Left and Right Inverse Mappings Implies Bijection/Proof 2
Theorem
Let $f: S \to T$ be a mapping.
Let $f$ be such that:
- $\exists g_1: T \to S: g_1 \circ f = I_S$
- $\exists g_2: T \to S: f \circ g_2 = I_T$
where both $g_1$ and $g_2$ are mappings.
Then $f$ is a bijection.
Proof
Suppose:
- $\exists g_1: T \to S: g_1 \circ f = I_S$
- $\exists g_2: T \to S: f \circ g_2 = I_T$
From Injection iff Left Inverse, it follows that $f$ is an injection.
From Surjection iff Right Inverse, it follows that $f$ is a surjection.

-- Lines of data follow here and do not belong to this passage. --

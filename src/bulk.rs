//! Bulk pre-approval that goes through the audited reserve path.

use serde::{Deserialize, Serialize};
use tracing::{info, warn};

use crate::{
    core::service::{CapacityError, CapacityService, Outcome, ReserveRequest},
    reservation::NewReservation,
    types::{CompetitionId, ReservationId, StudioId, Tokens, UserId},
};

/// One studio to import with a granted allocation.
#[derive(Debug, Clone, PartialEq, Eq, Serialize, Deserialize)]
pub struct BulkImportRow {
    /// Reservation id to create.
    pub reservation_id: ReservationId,
    /// Studio the reservation belongs to.
    pub studio_id: StudioId,
    /// Competition to draw from.
    pub competition_id: CompetitionId,
    /// Spaces to grant.
    pub spaces: Tokens,
}

/// Per-batch tally. Rows fail independently.
#[derive(Debug, Clone, Default, PartialEq, Eq, Serialize, Deserialize)]
pub struct BulkImportReport {
    /// Rows approved by this call.
    pub succeeded: usize,
    /// Rows that errored or were already processed.
    pub failed: usize,
    /// One line per failed row.
    pub errors: Vec<String>,
}

/// Creates a pending reservation per row and approves it with `reserve`.
///
/// The pending row is created before approval so a rejected row leaves a
/// visible pending reservation rather than nothing. Importing the same row
/// again reuses that reservation, so a batch can be rerun once capacity
/// frees up; rows already approved come back as duplicates.
pub fn import_preapproved(
    service: &CapacityService,
    rows: &[BulkImportRow],
    acting_user: &UserId,
) -> BulkImportReport {
    let mut report = BulkImportReport::default();

    for row in rows {
        match import_row(service, row, acting_user) {
            Ok(Outcome::Applied(_)) => report.succeeded += 1,
            Ok(Outcome::AlreadyApplied(dup)) => {
                report.failed += 1;
                report
                    .errors
                    .push(format!("{}: already processed ({dup:?})", row.reservation_id));
            }
            Err(err) => {
                report.failed += 1;
                let msg = err.user_message().unwrap_or_else(|| err.to_string());
                report.errors.push(format!("{}: {msg}", row.reservation_id));
            }
        }
    }

    if report.failed > 0 {
        warn!(
            succeeded = report.succeeded,
            failed = report.failed,
            "bulk import finished with failures"
        );
    } else {
        info!(succeeded = report.succeeded, "bulk import finished");
    }
    report
}

fn import_row(
    service: &CapacityService,
    row: &BulkImportRow,
    acting_user: &UserId,
) -> Result<Outcome, CapacityError> {
    if row.spaces <= 0 {
        return Err(CapacityError::InvalidArgument(format!(
            "spaces must be positive, got {}",
            row.spaces
        )));
    }
    let store = service.store();
    if store.reservation(&row.reservation_id)?.is_none() {
        store.insert_reservation(&NewReservation {
            id: row.reservation_id.clone(),
            competition_id: row.competition_id.clone(),
            studio_id: row.studio_id.clone(),
            spaces_requested: row.spaces,
        })?;
    }
    service.reserve(&ReserveRequest {
        competition_id: row.competition_id.clone(),
        reservation_id: row.reservation_id.clone(),
        spaces: row.spaces,
        acting_user: acting_user.clone(),
    })
}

So $f$ is both an injection and a surjection and, by definition, therefore also a bijection.
Axiom of Choice
This proof depends on the Axiom of Choice, by way of Surjection iff Right Inverse.
Because of some of its bewilderingly paradoxical implications, the Axiom of Choice is considered in some mathematical circles to be controversial.
Most mathematicians are convinced of its truth and insist that it should nowadays be generally accepted.
However, others consider its implications so counter-intuitive and nonsensical that they adopt the philosophical position that it cannot be true.